I'm not sure at which step the &language=zh-cn collection part was added. They need to be removed from the comparison value before being compared, then the matching should succeed.


I'm not sure why you defined end_string and added it to the comparison. It seems like we don't need end_string.

        end_string = 'Collection'  # collection names on themoviedb end with 'Collection'

After removing end_string, only &language=zh-cn remains, which is included in the search_query. It needs to be removed from the search_query before comparison.


You might be adding "Collection" to Plex collection titles that don't already contain it to match the collection titles on TMDB. However, besides English, I'm not sure if other languages also use the "Collection" suffix. In my case, my collection titles already include the Chinese version of "Collection" (系列), so there's no need to add "Collection" as an end_string. You may need to consider the situation in other languages.

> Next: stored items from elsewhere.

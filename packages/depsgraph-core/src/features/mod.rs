//! Feature modules
//!
//! Each feature contains some of:
//! - domain/         - Node kinds, keys and plain data
//! - ports/          - Interface definitions (traits)
//! - application/    - Builders driving the graph
//! - infrastructure/ - Concrete storage and algorithms

// Scene entities and the database the builders read
pub mod scene_db;

// Graph container: ID, component and operation nodes, relations
pub mod node_registry;

// Per-build dedup tags
pub mod builder_map;

// Scene traversal creating nodes
pub mod node_builder;

// Second phase: relations between existing operations
pub mod relation_builder;

// Cycle marking and evaluation order
pub mod schedule;

// Update tags, flush and evaluation
pub mod tagging;
pub mod eval;

// Stats, consistency check, DOT export
pub mod debug;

    >>> get_tmdb_id_from_collection(search_query='James Bond')
    645
ReenigneArcher commented 7 months ago

I'm not sure why you defined end_string and added it to the comparison. It seems like we don't need end_string.

It's because in english the collections end with that on TMDB. They may or may not do that on Plex, depending on the agent that is used. The new movie agent will just use "James Bond" for example, but the legacy agents will use "James Bond Collection".

ReenigneArcher commented 7 months ago

They need to be removed from the comparison value before being compared

Good catch. I made a small adjustment to strip the query back to the search term, and use that for the comparison.